Enfin un Simenon qui ne fout pas le bourdon ! je ne vais pas dire que c’est un livre gai et joyeux mais je vais terminer cette série par une note (presque) optimiste.

Nous sommes à Paris, rue Mouffetard, au tout début du XXe siècle. Gabrielle est marchande des quatre-saisons, elle va remplir sa charrette tous les matins aux halles et élève seule ses enfants. C’est une vie assez miséreuse où tout le monde se côtoie dans une seule pièce mais la mère semble heureuse et ses amants changent souvent.

Les enfants sont nés de pères différents et ne se ressemblent pas : Vladimir, l’aîné, est un garçon dur et autoritaire ; Alice se consacre à ses frères ; les jumeaux Guy et Olivier font les 400 coups ; Louis est un garçon qui semble dans son monde et la petite Emilie meurt très jeune.

Louis Cuchas est le personnage principal. Apparemment indifférent au monde qui l’entoure mais qu’il observe attentivement, de faible constitution, il devient le souffre-douleur de son école et il est le seul de la famille à obtenir le certificat d’études. Au fur et à mesure des années, Vladimir entre en apprentissage et s’éloigne de sa famille, les jumeaux fuguent, Alice se marie et Louis va travailler aux Halles.

Louis est passionné de peinture, il apprend tout seul et se lie d’amitié avec le vendeur de couleurs qui le guide. Il ne veut que des couleurs pures et claires et cherche à rendre la vibration de la vie. Il va prendre de l’assurance grâce à son ami qui le guide et lui achète ses premières toiles. Il connaîtra le succès tout en restant lui même, indifférent au monde et passionné de sa peinture.

Certes, le monde décrit par Simenon est un peu glauque : à part la mère et Louis, la famille ne vaut pas grand choses, même Alice les abandonnent à sa façon. La mère est un personnage attachant, nature, qui tente de prendre la vie du bon côté.

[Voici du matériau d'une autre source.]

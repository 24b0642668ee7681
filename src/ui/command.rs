//! Command parsing for the terminal front end

use crate::types::{CharacterId, MatchOutcome, RankingRow};

/// One line of user input
#[derive(Debug, Clone, PartialEq)]
pub enum Command {
    Add(String),
    Vote(MatchOutcome),
    /// Rank number or (prefix of) an id
    Remove(String),
    Skip,
    List,
    Reset,
    Help,
    Quit,
    Empty,
    Unknown(String),
}

impl Command {
    pub fn parse(line: &str) -> Self {
        let line = line.trim();
        let (head, rest) = match line.split_once(char::is_whitespace) {
            Some((head, rest)) => (head, rest.trim()),
            None => (line, ""),
        };

        match head.to_lowercase().as_str() {
            "" => Command::Empty,
            "add" | "a" => Command::Add(rest.to_string()),
            "1" | "left" | "l" => Command::Vote(MatchOutcome::AWins),
            "2" | "right" | "r" => Command::Vote(MatchOutcome::BWins),
            "0" | "draw" | "d" | "=" => Command::Vote(MatchOutcome::Draw),
            "rm" | "remove" | "del" if !rest.is_empty() => Command::Remove(rest.to_string()),
            "skip" | "s" | "next" => Command::Skip,
            "list" | "ls" => Command::List,
            "reset" => Command::Reset,
            "help" | "h" | "?" => Command::Help,
            "quit" | "q" | "exit" => Command::Quit,
            _ => Command::Unknown(line.to_string()),
        }
    }
}

/// Resolve a removal target against the ranking shown to the user
///
/// A number is a rank; anything else must be an exact id or a prefix that
/// matches exactly one id.
pub fn resolve_target(ranking: &[RankingRow], target: &str) -> Option<CharacterId> {
    if let Ok(rank) = target.parse::<usize>() {
        return ranking.iter().find(|r| r.rank == rank).map(|r| r.id.clone());
    }

    if let Some(row) = ranking.iter().find(|r| r.id == target) {
        return Some(row.id.clone());
    }

    let mut matches = ranking.iter().filter(|r| r.id.starts_with(target));
    match (matches.next(), matches.next()) {
        (Some(row), None) => Some(row.id.clone()),
        _ => None,
    }
}
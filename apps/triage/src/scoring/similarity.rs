//! Term-overlap similarity between a job description and a skill list.
//!
//! Bag-of-words term-frequency vectors compared by cosine similarity.
//! Deterministic and allocation-light; no corpus statistics are needed, so a
//! job scores the same regardless of which other jobs share its batch.

use std::collections::HashMap;

const STOP_WORDS: &[&str] = &[
    "a", "an", "and", "are", "as", "at", "be", "by", "for", "from", "has", "have", "in", "is",
    "it", "its", "of", "on", "or", "our", "that", "the", "this", "to", "we", "will", "with",
    "you", "your",
];

/// Lowercased tokens with stop words removed.
///
/// Splits on anything that isn't alphanumeric, except `+`, `#` and `.` inside a
/// token, so `c++`, `c#` and `node.js` survive as single terms.
pub fn tokenize(text: &str) -> Vec<String> {
    text.to_lowercase()
        .split(|c: char| !(c.is_alphanumeric() || c == '+' || c == '#' || c == '.'))
        .map(|t| t.trim_matches('.'))
        .filter(|t| !t.is_empty() && !STOP_WORDS.contains(t))
        .map(str::to_string)
        .collect()
}

fn term_frequencies(tokens: &[String]) -> HashMap<&str, f64> {
    let mut tf = HashMap::new();
    for token in tokens {
        *tf.entry(token.as_str()).or_insert(0.0) += 1.0;
    }
    tf
}

/// Cosine similarity of the two texts' term-frequency vectors, in [0, 1].
/// Returns 0.0 when either side has no terms.
pub fn cosine_similarity(left: &str, right: &str) -> f64 {
    let left_tokens = tokenize(left);
    let right_tokens = tokenize(right);
    if left_tokens.is_empty() || right_tokens.is_empty() {
        return 0.0;
    }

    let left_tf = term_frequencies(&left_tokens);
    let right_tf = term_frequencies(&right_tokens);

    let dot: f64 = left_tf
        .iter()
        .filter_map(|(term, l)| right_tf.get(term).map(|r| l * r))
        .sum();
    let left_norm = left_tf.values().map(|v| v * v).sum::<f64>().sqrt();
    let right_norm = right_tf.values().map(|v| v * v).sum::<f64>().sqrt();

    if left_norm == 0.0 || right_norm == 0.0 {
        return 0.0;
    }
    (dot / (left_norm * right_norm)).clamp(0.0, 1.0)
}
impl fmt::Display for BudgetPeriod {
    fn fmt(&self, f: &mut fmt::Formatter<'_>) -> fmt::Result {
        match self {
            BudgetPeriod::Daily => write!(f, "daily"),
            BudgetPeriod::Monthly => write!(f, "monthly"),
        }
    }
}

/// One accounting period. Owned by the ledger, never handed out.
#[derive(Debug, Clone)]
struct BudgetWindow {
    limit: f64,
    used: f64,
    period_start: DateTime<Utc>,
}

impl BudgetWindow {
    fn new(limit: f64, period_start: DateTime<Utc>) -> Self {
        Self {
            limit,
            used: 0.0,
            period_start,
        }
    }

    fn remaining(&self) -> f64 {
        (self.limit - self.used).max(0.0)
    }

    fn reset(&mut self, now: DateTime<Utc>) {
        self.used = 0.0;
        self.period_start = now;
    }

    fn snapshot(&self) -> WindowStatus {
        WindowStatus {
            limit: self.limit,
            used: self.used,
            remaining: self.remaining(),
            percent_used: if self.limit > 0.0 {
                self.used / self.limit * 100.0
            } else {
                0.0
            },
            period_start: self.period_start,
            over_limit: self.used > self.limit,
        }
    }
}

/// Immutable view of one window.
#[derive(Debug, Clone, PartialEq, Serialize, Deserialize)]
pub struct WindowStatus {
    pub limit: f64,
    pub used: f64,
    pub remaining: f64,
    pub percent_used: f64,
    pub period_start: DateTime<Utc>,
    /// Advisory flag: `used` has gone past `limit`.
    pub over_limit: bool,
}

/// Immutable snapshot of both windows, taken under the ledger lock.
#[derive(Debug, Clone, PartialEq, Serialize, Deserialize)]
pub struct BudgetStatus {
    pub daily: WindowStatus,
    pub monthly: WindowStatus,
}

impl BudgetStatus {
    /// What the router may spend: the tighter of the two windows.
    pub fn available(&self) -> f64 {
        self.daily.remaining.min(self.monthly.remaining)
    }

    pub fn has_warning(&self) -> bool {
        self.daily.over_limit || self.monthly.over_limit
    }
}

/// Raised when a spend pushes a window past its limit. Informational only.
#[derive(Debug, Clone, PartialEq, Serialize, Deserialize)]
pub struct BudgetWarning {
    pub period: BudgetPeriod,
    pub limit: f64,
    pub used: f64,
}

#[derive(Debug, Clone, Default, PartialEq)]
pub struct SpendOutcome {
    pub warnings: Vec<BudgetWarning>,
}

impl SpendOutcome {
    pub fn is_over_budget(&self) -> bool {
        !self.warnings.is_empty()
    }
}

/// Token counts reported by a completed model call.
#[derive(Debug, Clone, Copy, Default, PartialEq, Eq, Serialize, Deserialize)]
pub struct TokenUsage {
    pub input_tokens: u64,
    pub output_tokens: u64,
}

impl TokenUsage {
    pub fn new(input_tokens: u64, output_tokens: u64) -> Self {
        Self {
            input_tokens,
            output_tokens,
        }
    }

    pub fn total(&self) -> u64 {
        self.input_tokens.saturating_add(self.output_tokens)
    }
}

/// Accumulated usage for one model since process start.
#[derive(Debug, Clone, Default, PartialEq, Serialize, Deserialize)]
pub struct ModelUsage {
    pub calls: u64,
    pub total_tokens: u64,
    pub total_cost: f64,
}

#[derive(Debug)]
struct LedgerState {
    daily: BudgetWindow,
    monthly: BudgetWindow,
    usage: HashMap<String, ModelUsage>,
}

impl LedgerState {
    fn window_mut(&mut self, period: BudgetPeriod) -> &mut BudgetWindow {
        match period {
            BudgetPeriod::Daily => &mut self.daily,
            BudgetPeriod::Monthly => &mut self.monthly,
        }
    }

    fn apply_spend(&mut self, amount: f64) -> SpendOutcome {
        let mut outcome = SpendOutcome::default();
        for period in [BudgetPeriod::Daily, BudgetPeriod::Monthly] {
            let window = self.window_mut(period);
            window.used += amount;
            if window.used > window.limit {
                outcome.warnings.push(BudgetWarning {
                    period,
                    limit: window.limit,
                    used: window.used,
                });
            }
        }
        outcome
    }
}

/// Owns both spend windows. Share it as `Arc<BudgetLedger>`.
#[derive(Debug)]
pub struct BudgetLedger {
    state: Mutex<LedgerState>,
}

impl BudgetLedger {
    /// Takes the limits as given. A zero limit is a ledger that can't
    /// afford any paid model; use `try_new` for limits read from config.
    pub fn new(daily_limit: f64, monthly_limit: f64, now: DateTime<Utc>) -> Self {
        Self {
            state: Mutex::new(LedgerState {
                daily: BudgetWindow::new(daily_limit, now),
                monthly: BudgetWindow::new(monthly_limit, now),
                usage: HashMap::new(),
            }),
        }
    }

    /// Like `new`, but both limits must be finite and positive.
    pub fn try_new(
        daily_limit: f64,
        monthly_limit: f64,
        now: DateTime<Utc>,
    ) -> Result<Self, AppError> {
        check_limits(daily_limit, monthly_limit).map_err(AppError::Configuration)?;
        Ok(Self::new(daily_limit, monthly_limit, now))
    }

    /// The guarded data is plain numbers that are always left consistent,
    /// so a panic elsewhere while holding the lock does not invalidate it.
    fn lock(&self) -> MutexGuard<'_, LedgerState> {
        self.state.lock().unwrap_or_else(PoisonError::into_inner)
    }

    /// Adds `amount` to both windows. Never rejects a spend.
    ///
    /// Negative or non-finite amounts are ignored (logged), since they can
    /// only come from a broken cost estimate.
    pub fn record_spend(&self, amount: f64, timestamp: DateTime<Utc>) -> SpendOutcome {
        if !amount.is_finite() || amount < 0.0 {
            warn!("Ignoring invalid spend amount {amount} at {timestamp}");
            return SpendOutcome::default();
        }
        let outcome = self.lock().apply_spend(amount);
        log_spend(amount, timestamp, &outcome);
        outcome
    }

    /// Records a spend attributed to a model, updating its usage counters in
    /// the same critical section.
    pub fn record_model_spend(
        &self,
        model_id: &str,
        usage: TokenUsage,
        amount: f64,
        timestamp: DateTime<Utc>,
    ) -> SpendOutcome {
        if !amount.is_finite() || amount < 0.0 {
            warn!("Ignoring invalid spend amount {amount} for model {model_id}");
            return SpendOutcome::default();
        }
        let outcome = {
            let mut state = self.lock();
            let outcome = state.apply_spend(amount);
            let entry = state.usage.entry(model_id.to_string()).or_default();
            entry.calls += 1;
            entry.total_tokens = entry.total_tokens.saturating_add(usage.total());
            entry.total_cost += amount;
            outcome
        };
        log_spend(amount, timestamp, &outcome);
        outcome
    }

    pub fn status(&self) -> BudgetStatus {
        let state = self.lock();
        BudgetStatus {
            daily: state.daily.snapshot(),
            monthly: state.monthly.snapshot(),
        }
    }

    /// `min(daily.remaining, monthly.remaining)`, read atomically.
    pub fn available(&self) -> f64 {
        let state = self.lock();
        state.daily.remaining().min(state.monthly.remaining())
    }

    pub fn reset_window(&self, period: BudgetPeriod) {
        self.reset_window_at(period, Utc::now());
    }

    pub fn reset_window_at(&self, period: BudgetPeriod, now: DateTime<Utc>) {
        self.lock().window_mut(period).reset(now);
        info!("Reset {period} budget window at {now}");
    }

    /// Resets whichever windows `now` has moved past: the daily window on a
    /// new UTC date, the monthly window on a new UTC month. Returns the
    /// periods that were reset.
    pub fn roll_over(&self, now: DateTime<Utc>) -> Vec<BudgetPeriod> {
        let mut rolled = Vec::new();
        {
            let mut state = self.lock();
            if now.date_naive() != state.daily.period_start.date_naive() {
                state.daily.reset(now);
                rolled.push(BudgetPeriod::Daily);
            }
            let start = state.monthly.period_start;
            if now.year() != start.year() || now.month() != start.month() {
                state.monthly.reset(now);
                rolled.push(BudgetPeriod::Monthly);
            }
        }
        for period in &rolled {
            info!("Rolled over {period} budget window at {now}");
        }
        rolled
    }

    pub fn update_limits(&self, daily_limit: f64, monthly_limit: f64) -> Result<(), AppError> {
        check_limits(daily_limit, monthly_limit).map_err(AppError::Input)?;
        let mut state = self.lock();
        state.daily.limit = daily_limit;
        state.monthly.limit = monthly_limit;
        info!("Budget limits updated: daily={daily_limit:.2} monthly={monthly_limit:.2}");
        Ok(())
    }

    pub fn usage_stats(&self) -> HashMap<String, ModelUsage> {
        self.lock().usage.clone()
    }
}

fn check_limits(daily_limit: f64, monthly_limit: f64) -> Result<(), String> {
    for (name, value) in [("daily", daily_limit), ("monthly", monthly_limit)] {
        if !value.is_finite() || value <= 0.0 {
            return Err(format!("{name} budget limit must be positive, got {value}"));
        }
    }
    Ok(())
}

fn log_spend(amount: f64, timestamp: DateTime<Utc>, outcome: &SpendOutcome) {
    debug!("Recorded spend {amount:.4} at {timestamp}");
    for warning in &outcome.warnings {
        warn!(
            "Budget warning: {} window used {:.4} of {:.2}",
            warning.period, warning.used, warning.limit
        );
    }
}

Toutefois, c’est tout un monde qui est superbement décrit : la rue Mouffetard qui est une rue populeuse avec son marché, ses commerçants, ses artisans et ses bourgeois ; les Halles et l’émerveillement de Louis quand il y va pour la première fois ; l’arrivée du gaz dans la chambre…. Le petit saint est un grand roman naturaliste.